◆ **Exercise inputs**:

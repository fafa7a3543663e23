//! Descriptor table of the compute API.

use http::Method;
use stratus_core::{BodyEncoding, MediaMatch, OperationDescriptor, ParamSpec, ResponseCase, from_json};

use crate::responses::{
    AttachVolumeResponse, CreateServerResponse, CreateSshKeyResponse, CreateVolumeResponse,
    DeleteServerResponse, DeleteSshKeyResponse, DetachVolumeResponse, GetImageResponse,
    GetServerResponse, GetVolumeResponse, ListImagesResponse, ListServerVolumesResponse,
    ListServersResponse, ListSshKeysResponse, ListVolumesResponse, UpdateServerResponse,
    UploadImageResponse,
};

/// A JSON response case decoding into a tuple variant.
macro_rules! json_case {
    ($status:literal => $variant:path) => {
        ResponseCase {
            status: $status,
            media: MediaMatch::Json,
            decode: |body| from_json(body).map($variant),
        }
    };
}

const HEADERS: &[ParamSpec] = &[
    ParamSpec::header("x-request-id"),
    ParamSpec::optional_header("x-trace-id"),
];

const SERVER_ID: &[ParamSpec] = &[ParamSpec::path("serverId")];

const PAGE: &[ParamSpec] = &[
    ParamSpec::query("page"),
    ParamSpec::query("size"),
    ParamSpec::query("orderBy"),
];

/// `GET /v1/servers`
pub static LIST_SERVERS: OperationDescriptor<ListServersResponse> = OperationDescriptor {
    id: "listServers",
    method: Method::GET,
    path: "/v1/servers",
    path_params: &[],
    query_params: &[
        ParamSpec::query("page"),
        ParamSpec::query("size"),
        ParamSpec::query("orderBy"),
        ParamSpec::query("name"),
        ParamSpec::query("status"),
        ParamSpec::query("tags"),
    ],
    header_params: HEADERS,
    body: BodyEncoding::None,
    responses: &[
        json_case!(200 => ListServersResponse::Ok),
        json_case!(400 => ListServersResponse::BadRequest),
    ],
};

/// `POST /v1/servers`
pub static CREATE_SERVER: OperationDescriptor<CreateServerResponse> = OperationDescriptor {
    id: "createServer",
    method: Method::POST,
    path: "/v1/servers",
    path_params: &[],
    query_params: &[],
    header_params: HEADERS,
    body: BodyEncoding::Json,
    responses: &[
        json_case!(201 => CreateServerResponse::Created),
        json_case!(400 => CreateServerResponse::BadRequest),
        json_case!(415 => CreateServerResponse::UnsupportedMediaType),
    ],
};

/// `GET /v1/servers/{serverId}`
pub static GET_SERVER: OperationDescriptor<GetServerResponse> = OperationDescriptor {
    id: "getServer",
    method: Method::GET,
    path: "/v1/servers/{serverId}",
    path_params: SERVER_ID,
    query_params: &[],
    header_params: HEADERS,
    body: BodyEncoding::None,
    responses: &[
        json_case!(200 => GetServerResponse::Ok),
        json_case!(404 => GetServerResponse::NotFound),
    ],
};

/// `PATCH /v1/servers/{serverId}`
pub static UPDATE_SERVER: OperationDescriptor<UpdateServerResponse> = OperationDescriptor {
    id: "updateServer",
    method: Method::PATCH,
    path: "/v1/servers/{serverId}",
    path_params: SERVER_ID,
    query_params: &[],
    header_params: HEADERS,
    body: BodyEncoding::Json,
    responses: &[
        json_case!(200 => UpdateServerResponse::Ok),
        json_case!(404 => UpdateServerResponse::NotFound),
    ],
};

/// `DELETE /v1/servers/{serverId}`
pub static DELETE_SERVER: OperationDescriptor<DeleteServerResponse> = OperationDescriptor {
    id: "deleteServer",
    method: Method::DELETE,
    path: "/v1/servers/{serverId}",
    path_params: SERVER_ID,
    query_params: &[],
    header_params: HEADERS,
    body: BodyEncoding::None,
    responses: &[json_case!(404 => DeleteServerResponse::NotFound)],
};

/// `GET /v1/servers/{serverId}/volumes`
pub static LIST_SERVER_VOLUMES: OperationDescriptor<ListServerVolumesResponse> =
    OperationDescriptor {
        id: "listServerVolumes",
        method: Method::GET,
        path: "/v1/servers/{serverId}/volumes",
        path_params: SERVER_ID,
        query_params: PAGE,
        header_params: HEADERS,
        body: BodyEncoding::None,
        responses: &[
            json_case!(200 => ListServerVolumesResponse::Ok),
            json_case!(404 => ListServerVolumesResponse::NotFound),
        ],
    };

/// `PUT /v1/servers/{serverId}/volumes/{volumeId}`
pub static ATTACH_VOLUME: OperationDescriptor<AttachVolumeResponse> = OperationDescriptor {
    id: "attachVolume",
    method: Method::PUT,
    path: "/v1/servers/{serverId}/volumes/{volumeId}",
    path_params: &[ParamSpec::path("serverId"), ParamSpec::path("volumeId")],
    query_params: &[],
    header_params: HEADERS,
    body: BodyEncoding::None,
    responses: &[
        json_case!(200 => AttachVolumeResponse::Ok),
        json_case!(404 => AttachVolumeResponse::NotFound),
        json_case!(409 => AttachVolumeResponse::Conflict),
    ],
};

/// `DELETE /v1/servers/{serverId}/volumes/{volumeId}`
pub static DETACH_VOLUME: OperationDescriptor<DetachVolumeResponse> = OperationDescriptor {
    id: "detachVolume",
    method: Method::DELETE,
    path: "/v1/servers/{serverId}/volumes/{volumeId}",
    path_params: &[ParamSpec::path("serverId"), ParamSpec::path("volumeId")],
    query_params: &[],
    header_params: HEADERS,
    body: BodyEncoding::None,
    responses: &[json_case!(404 => DetachVolumeResponse::NotFound)],
};

/// `GET /v1/volumes`
pub static LIST_VOLUMES: OperationDescriptor<ListVolumesResponse> = OperationDescriptor {
    id: "listVolumes",
    method: Method::GET,
    path: "/v1/volumes",
    path_params: &[],
    query_params: &[
        ParamSpec::query("page"),
        ParamSpec::query("size"),
        ParamSpec::query("orderBy"),
        ParamSpec::query("name"),
        ParamSpec::query("attached"),
    ],
    header_params: HEADERS,
    body: BodyEncoding::None,
    responses: &[
        json_case!(200 => ListVolumesResponse::Ok),
        json_case!(400 => ListVolumesResponse::BadRequest),
    ],
};

/// `POST /v1/volumes`
pub static CREATE_VOLUME: OperationDescriptor<CreateVolumeResponse> = OperationDescriptor {
    id: "createVolume",
    method: Method::POST,
    path: "/v1/volumes",
    path_params: &[],
    query_params: &[],
    header_params: HEADERS,
    body: BodyEncoding::Json,
    responses: &[
        json_case!(201 => CreateVolumeResponse::Created),
        json_case!(400 => CreateVolumeResponse::BadRequest),
        json_case!(415 => CreateVolumeResponse::UnsupportedMediaType),
    ],
};

/// `GET /v1/volumes/{volumeId}`
pub static GET_VOLUME: OperationDescriptor<GetVolumeResponse> = OperationDescriptor {
    id: "getVolume",
    method: Method::GET,
    path: "/v1/volumes/{volumeId}",
    path_params: &[ParamSpec::path("volumeId")],
    query_params: &[],
    header_params: HEADERS,
    body: BodyEncoding::None,
    responses: &[
        json_case!(200 => GetVolumeResponse::Ok),
        json_case!(404 => GetVolumeResponse::NotFound),
    ],
};

/// `GET /v1/images`
pub static LIST_IMAGES: OperationDescriptor<ListImagesResponse> = OperationDescriptor {
    id: "listImages",
    method: Method::GET,
    path: "/v1/images",
    path_params: &[],
    query_params: &[
        ParamSpec::query("page"),
        ParamSpec::query("size"),
        ParamSpec::query("orderBy"),
        ParamSpec::query("name"),
        ParamSpec::query("os"),
        ParamSpec::query("tags"),
    ],
    header_params: HEADERS,
    body: BodyEncoding::None,
    responses: &[
        json_case!(200 => ListImagesResponse::Ok),
        json_case!(400 => ListImagesResponse::BadRequest),
    ],
};

/// `POST /v1/images`, the body is the disk content with the caller's content type.
pub static UPLOAD_IMAGE: OperationDescriptor<UploadImageResponse> = OperationDescriptor {
    id: "uploadImage",
    method: Method::POST,
    path: "/v1/images",
    path_params: &[],
    query_params: &[
        ParamSpec::required_query("name"),
        ParamSpec::required_query("os"),
        ParamSpec::query("tags"),
    ],
    header_params: HEADERS,
    body: BodyEncoding::Any,
    responses: &[
        json_case!(201 => UploadImageResponse::Created),
        json_case!(400 => UploadImageResponse::BadRequest),
        json_case!(415 => UploadImageResponse::UnsupportedMediaType),
    ],
};

/// `GET /v1/images/{imageId}`
pub static GET_IMAGE: OperationDescriptor<GetImageResponse> = OperationDescriptor {
    id: "getImage",
    method: Method::GET,
    path: "/v1/images/{imageId}",
    path_params: &[ParamSpec::path("imageId")],
    query_params: &[],
    header_params: HEADERS,
    body: BodyEncoding::None,
    responses: &[
        json_case!(200 => GetImageResponse::Ok),
        json_case!(404 => GetImageResponse::NotFound),
    ],
};

/// `GET /v1/ssh-keys`
pub static LIST_SSH_KEYS: OperationDescriptor<ListSshKeysResponse> = OperationDescriptor {
    id: "listSshKeys",
    method: Method::GET,
    path: "/v1/ssh-keys",
    path_params: &[],
    query_params: PAGE,
    header_params: HEADERS,
    body: BodyEncoding::None,
    responses: &[json_case!(200 => ListSshKeysResponse::Ok)],
};

/// `POST /v1/ssh-keys`
pub static CREATE_SSH_KEY: OperationDescriptor<CreateSshKeyResponse> = OperationDescriptor {
    id: "createSshKey",
    method: Method::POST,
    path: "/v1/ssh-keys",
    path_params: &[],
    query_params: &[],
    header_params: HEADERS,
    body: BodyEncoding::Json,
    responses: &[
        json_case!(201 => CreateSshKeyResponse::Created),
        json_case!(400 => CreateSshKeyResponse::BadRequest),
        json_case!(415 => CreateSshKeyResponse::UnsupportedMediaType),
    ],
};

/// `DELETE /v1/ssh-keys/{keyId}`
pub static DELETE_SSH_KEY: OperationDescriptor<DeleteSshKeyResponse> = OperationDescriptor {
    id: "deleteSshKey",
    method: Method::DELETE,
    path: "/v1/ssh-keys/{keyId}",
    path_params: &[ParamSpec::path("keyId")],
    query_params: &[],
    header_params: HEADERS,
    body: BodyEncoding::None,
    responses: &[json_case!(404 => DeleteSshKeyResponse::NotFound)],
};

◆ **Assignment**: List every line above containing the word "ListVolumesResponse".

◆ **Answer**:
    ListServersResponse, ListSshKeysResponse, ListVolumesResponse, UpdateServerResponse,
pub static LIST_VOLUMES: OperationDescriptor<ListVolumesResponse> = OperationDescriptor {
        json_case!(200 => ListVolumesResponse::Ok),
        json_case!(400 => ListVolumesResponse::BadRequest),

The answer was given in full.